Gli attacchi informatici sono la più grande paura delle aziende, ancor prima dell'introduzione delle attività e prima  anche delle  catastrofi naturali.  sono questi, nell'ordine,  i pericoli più temuti dalle organizzazioni del mondo nel 2022, stando  all'ultima edizione dell'annuale sondaggio di Allianz.
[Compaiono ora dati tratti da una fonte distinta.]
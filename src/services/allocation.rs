//! Template resolution
//!
//! Turns a template and a month's total into concrete per-category amounts.
//! Resolution is a pure function of its inputs: it never touches the
//! catalog or the service.

use tracing::{debug, info};

use crate::error::{TemplateError, TemplateResult};
use crate::models::{Allocation, AllocationLine, BudgetStatus, Money, Template};

/// Resolve a template against a total budget
///
/// Every entry is validated before any amount is computed, so a malformed
/// entry anywhere in the template fails the whole resolution. The running
/// remainder starts at the total truncated to whole units and each entry's
/// amount is charged against it in template order. Going over budget is
/// reported through [`Allocation::status`], not as an error.
pub fn resolve(template: &Template, total_budget: Money) -> TemplateResult<Allocation> {
    let entries = template.entries()?;
    let mut allocation = Allocation::new(total_budget);

    for entry in entries {
        let amount = entry
            .rule
            .amount_for(total_budget)
            .ok_or_else(|| TemplateError::out_of_range(&entry.category_name))?;
        debug!(
            category = %entry.category_name,
            rule = %entry.rule,
            amount = %amount,
            "resolved template entry"
        );

        allocation.push(AllocationLine {
            category_name: entry.category_name,
            rule: entry.rule,
            amount,
        })?;
    }

    match allocation.status() {
        BudgetStatus::Over { by } => info!(total = %total_budget, over = %by, "template is over budget"),
        BudgetStatus::Meets { remaining } => {
            info!(total = %total_budget, remaining = %remaining, "template meets budget")
        }
    }

    Ok(allocation)
}
//! Category catalog
//!
//! Builds the read-only snapshot of visible categories for a run from the
//! service's category groups, and indexes them by display name.

use std::collections::HashMap;

use tracing::debug;

use crate::api::types::{CategoryGroupRecord, CategoryRecord};
use crate::error::{TemplateError, TemplateResult};
use crate::models::{Category, CategoryGroup, CategoryId};

/// Visible categories grouped as the service orders them
#[derive(Debug, Clone, Default)]
pub struct CategoryCatalog {
    groups: Vec<CategoryGroup>,
    index: HashMap<String, CategoryId>,
}

impl CategoryCatalog {
    /// Build the catalog from raw service records
    ///
    /// Hidden and deleted categories are dropped first, then any group left
    /// without categories (or itself deleted). Two visible categories with the
    /// same name are rejected, since names are how templates refer to them.
    pub fn from_records(records: Vec<CategoryGroupRecord>) -> TemplateResult<Self> {
        let mut groups = Vec::with_capacity(records.len());
        let mut index = HashMap::new();

        for record in records {
            if record.deleted {
                continue;
            }

            let categories: Vec<Category> = record
                .categories
                .into_iter()
                .filter(is_visible)
                .map(|c| Category {
                    id: c.id,
                    name: c.name,
                    budgeted: c.budgeted,
                    activity: c.activity,
                    balance: c.balance,
                })
                .collect();

            if categories.is_empty() {
                debug!(group = %record.name, "skipping group with no visible categories");
                continue;
            }

            for category in &categories {
                if index.insert(category.name.clone(), category.id).is_some() {
                    return Err(TemplateError::DuplicateCategory(category.name.clone()));
                }
            }

            groups.push(CategoryGroup {
                id: record.id,
                name: record.name,
                categories,
            });
        }

        Ok(Self { groups, index })
    }

    pub fn groups(&self) -> &[CategoryGroup] {
        &self.groups
    }

    /// All visible categories in group order
    pub fn categories(&self) -> impl Iterator<Item = &Category> {
        self.groups.iter().flat_map(|g| g.categories.iter())
    }

    /// Look up a category's identifier by display name
    pub fn category_id(&self, name: &str) -> Option<CategoryId> {
        self.index.get(name).copied()
    }

    pub fn get(&self, name: &str) -> Option<&Category> {
        self.categories().find(|c| c.name == name)
    }

    pub fn contains(&self, name: &str) -> bool {
        self.index.contains_key(name)
    }

    pub fn len(&self) -> usize {
        self.index.len()
    }

    pub fn is_empty(&self) -> bool {
        self.index.is_empty()
    }
}

fn is_visible(category: &CategoryRecord) -> bool {
    !category.hidden && !category.deleted
}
Basato sulle opinioni di 2.650  amministratori delegati, risk manager, broker ed esperti assicurativi provenienti da 89 Paesi,  In quest'ultima edizione  il report (“Allianz Global Corporate & Specialty”) vede scivolare al quarto posto la pandemia  di covid, che era seconda l'anno scorso nella classifica delle principali paure. 

 

Ora, infatti,  nel mondo le aziende sono più pronte ad affrontare i disagi e i rischi del coronavirus, tra misure di distanziamento sociale e possibilità  di smart working. La maggior parte degli intervistati, l’80%, pensa di essere adeguatamente preparato per una futura situazione emergenziale. Le aziende non si sentono, invece, più preparate a difendersi da ransomware, furto dati, DDoS  e altre tipologie di attacchi informatici, che come sappiamo sono in continua crescita numerica e di pericolosità. 

 

I rischi informatici si posizionano in cima all’Allianz Risk Barometer essendo stati citati dal 44% degli intervistati, mentre l'interruzione di attività è stata nominata dal 42% (al terzo posto le catastrofi naturali con il 25% di citazioni, mentre il cambiamento climatico è al sesto posto, con il 17%). Le percentuali si sfiorano e i due temi, non a caso, sono collegati l’uno all’altro.

 

“L’interruzione di attività rimarrà probabilmente il tema di fondo nel 2022”, ha commentato il Ceo di Allianz Global Corporate & Specialty (Agcs), Joachim Mueller. “Per la maggior parte delle aziende la paura più grande è quella di non essere in grado di realizzare i prodotti o fornire i servizi. Il 2021 ha visto livelli di interruzione senza precedenti, causati da vari fattori scatenanti, e quest'anno si prevede solo un graduale miglioramento della situazione. Cyberattacchi rovinosi, l'impatto sulla supply chain di eventi meteorologici estremi legati al cambiamento climatico, così come i problemi legati alla produzione dovuti alle varie ondate pandemiche e i colli di bottiglia che si sono creati nel settore dei trasporti. Costruire la resilienza per reagire alle molteplici cause di interruzione di attività sta diventando sempre più un vantaggio competitivo per le aziende”.

 

 Ed è proprio ransomware, in assoluto, il pericolo più temuto nel 2022: il 57% delle aziende lo ha citato al primo posto. Il fatto non stupisce, considerando la raffica di attacchi dello scorso anno, alcuni dei quali finiti in prima pagina (dal caso della Regione Lazio a quello di Colonial Pipeline, per citare due episodi eclatanti). "Il ransomware”, ha affermato Scott Sayce, global head of cyber di Agcs, “è diventato un grande business per i cybercriminali, che stanno raffinando le loro tattiche, abbattendo le barriere di ingresso con anche solo un semplice investimento da 40 dollari e poca conoscenza tecnologica. La commercializzazione del crimine informatico rende più facile sfruttare le vulnerabilità su larga scala. Vedremo sempre più attacchi contro le supply chain tecnologiche e le infrastrutture critiche".

 

Il tema degli incidenti informatici ritorna anche al secondo punto, cioè in merito alla paura di interruzioni di attività: sono proprio gli incidenti informatici, per gli intervistati, la prima causa dei periodo di inattività forzata. Al secondo posto i ritardi della logistica e le conseguenti interruzioni che negli ultimi due anni hanno caratterizzato la supply chain di numerosi comparti. “La pandemia ha messo in luce la portata dell'interconnessione delle moderne supply chain e ha dimostrato come più eventi non correlati possano unirsi e creare disagi diffusi”, ha commentato Philip Beblo, property industry lead, technology, media and telecoms di Agcs. “Per la prima volta la resilienza delle supply chain è stata messa alla prova fino al punto di rottura su scala globale”.